___ Data in this exercise ___

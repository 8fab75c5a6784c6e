//! Paper catalogue and orientation

use crate::error::CardPagerError;
use serde::{Deserialize, Serialize};
use std::str::FromStr;

/// Millimetres per inch
pub const MM_PER_INCH: f64 = 25.4;

/// Convert millimetres to inches
#[inline]
pub fn mm_to_in(mm: f64) -> f64 {
    mm / MM_PER_INCH
}

/// Convert inches to millimetres
#[inline]
pub fn in_to_mm(inches: f64) -> f64 {
    inches * MM_PER_INCH
}

/// Named physical sheet sizes
#[derive(Debug, Clone, Copy, PartialEq, Eq, Hash, Default, Serialize, Deserialize)]
#[serde(rename_all = "lowercase")]
pub enum PaperType {
    A3,
    #[default]
    A4,
    A5,
    Letter,
    Legal,
    Tabloid,
}

impl PaperType {
    pub const ALL: [PaperType; 6] = [
        PaperType::A3,
        PaperType::A4,
        PaperType::A5,
        PaperType::Letter,
        PaperType::Legal,
        PaperType::Tabloid,
    ];

    /// (short edge, long edge) in inches
    pub fn edges(self) -> (f64, f64) {
        match self {
            PaperType::A3 => (11.69, 16.54),
            PaperType::A4 => (8.27, 11.69),
            PaperType::A5 => (5.83, 8.27),
            PaperType::Letter => (8.5, 11.0),
            PaperType::Legal => (8.5, 14.0),
            PaperType::Tabloid => (11.0, 17.0),
        }
    }

    pub fn name(self) -> &'static str {
        match self {
            PaperType::A3 => "a3",
            PaperType::A4 => "a4",
            PaperType::A5 => "a5",
            PaperType::Letter => "letter",
            PaperType::Legal => "legal",
            PaperType::Tabloid => "tabloid",
        }
    }
}

impl FromStr for PaperType {
    type Err = CardPagerError;

    fn from_str(s: &str) -> Result<Self, Self::Err> {
        let wanted = s.trim().to_ascii_lowercase();
        PaperType::ALL
            .into_iter()
            .find(|paper| paper.name() == wanted)
            .ok_or_else(|| CardPagerError::UnknownPaper(s.to_string()))
    }
}

impl std::fmt::Display for PaperType {
    fn fmt(&self, f: &mut std::fmt::Formatter<'_>) -> std::fmt::Result {
        f.write_str(self.name())
    }
}

#[derive(Debug, Clone, Copy, PartialEq, Eq, Hash, Default, Serialize, Deserialize)]
#[serde(rename_all = "lowercase")]
pub enum Orientation {
    #[default]
    Portrait,
    /// Edges swapped: the long edge runs horizontally
    Landscape,
}

impl FromStr for Orientation {
    type Err = CardPagerError;

    fn from_str(s: &str) -> Result<Self, Self::Err> {
        match s.trim().to_ascii_lowercase().as_str() {
            "portrait" => Ok(Orientation::Portrait),
            "landscape" => Ok(Orientation::Landscape),
            _ => Err(CardPagerError::UnknownOrientation(s.to_string())),
        }
    }
}

/// Paper type plus orientation
#[derive(Debug, Clone, Copy, PartialEq, Eq, Hash, Default, Serialize, Deserialize)]
pub struct PaperSpec {
    #[serde(rename = "type")]
    pub paper_type: PaperType,
    #[serde(default)]
    pub orientation: Orientation,
}

impl PaperSpec {
    pub fn new(paper_type: PaperType, orientation: Orientation) -> Self {
        Self {
            paper_type,
            orientation,
        }
    }

    /// Sheet (width, height) in inches after applying the orientation
    pub fn dimensions(&self) -> (f64, f64) {
        let (short, long) = self.paper_type.edges();
        match self.orientation {
            Orientation::Portrait => (short, long),
            Orientation::Landscape => (long, short),
        }
    }
}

___

> [Task prompt]
Please filter the listing down to lines that include the word "FromStr".

> [Result of the exercise]
use std::str::FromStr;
impl FromStr for PaperType {
impl FromStr for Orientation {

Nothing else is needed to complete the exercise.